[Extracted records]
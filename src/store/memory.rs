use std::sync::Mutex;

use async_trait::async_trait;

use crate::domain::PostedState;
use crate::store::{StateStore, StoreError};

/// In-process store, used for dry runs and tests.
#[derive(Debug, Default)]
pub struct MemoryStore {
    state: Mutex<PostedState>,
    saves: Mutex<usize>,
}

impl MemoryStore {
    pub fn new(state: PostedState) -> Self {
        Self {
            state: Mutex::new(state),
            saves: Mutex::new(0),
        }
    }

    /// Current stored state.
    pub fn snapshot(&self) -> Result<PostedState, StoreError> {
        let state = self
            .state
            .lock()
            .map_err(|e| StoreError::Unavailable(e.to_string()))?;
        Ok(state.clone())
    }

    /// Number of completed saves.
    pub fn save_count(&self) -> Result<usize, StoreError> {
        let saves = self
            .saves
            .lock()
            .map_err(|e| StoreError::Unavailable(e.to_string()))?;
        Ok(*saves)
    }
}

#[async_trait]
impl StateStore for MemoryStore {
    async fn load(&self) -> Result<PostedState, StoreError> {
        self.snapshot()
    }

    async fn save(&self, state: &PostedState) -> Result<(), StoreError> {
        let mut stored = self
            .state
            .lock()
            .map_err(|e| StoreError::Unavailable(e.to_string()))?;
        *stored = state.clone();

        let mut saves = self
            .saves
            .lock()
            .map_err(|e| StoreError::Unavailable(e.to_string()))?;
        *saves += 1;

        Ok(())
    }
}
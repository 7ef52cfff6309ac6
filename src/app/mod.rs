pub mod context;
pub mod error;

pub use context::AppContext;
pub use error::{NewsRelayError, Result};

◆ **Required action**
All of the data needs to be reproduced exactly, with no line missing.

◆ **Expected output**
filename src/store/memory.rs
use std::sync::Mutex;

use async_trait::async_trait;

use crate::domain::PostedState;
use crate::store::{StateStore, StoreError};

/// In-process store, used for dry runs and tests.
#[derive(Debug, Default)]
pub struct MemoryStore {
    state: Mutex<PostedState>,
    saves: Mutex<usize>,
}

impl MemoryStore {
    pub fn new(state: PostedState) -> Self {
        Self {
            state: Mutex::new(state),
            saves: Mutex::new(0),
        }
    }

    /// Current stored state.
    pub fn snapshot(&self) -> Result<PostedState, StoreError> {
        let state = self
            .state
            .lock()
            .map_err(|e| StoreError::Unavailable(e.to_string()))?;
        Ok(state.clone())
    }

    /// Number of completed saves.
    pub fn save_count(&self) -> Result<usize, StoreError> {
        let saves = self
            .saves
            .lock()
            .map_err(|e| StoreError::Unavailable(e.to_string()))?;
        Ok(*saves)
    }
}

#[async_trait]
impl StateStore for MemoryStore {
    async fn load(&self) -> Result<PostedState, StoreError> {
        self.snapshot()
    }

    async fn save(&self, state: &PostedState) -> Result<(), StoreError> {
        let mut stored = self
            .state
            .lock()
            .map_err(|e| StoreError::Unavailable(e.to_string()))?;
        *stored = state.clone();

        let mut saves = self
            .saves
            .lock()
            .map_err(|e| StoreError::Unavailable(e.to_string()))?;
        *saves += 1;

        Ok(())
    }
}
repository 7ef52cfff6309ac6
filename src/app/mod.rs
pub mod context;
pub mod error;

pub use context::AppContext;
pub use error::{NewsRelayError, Result};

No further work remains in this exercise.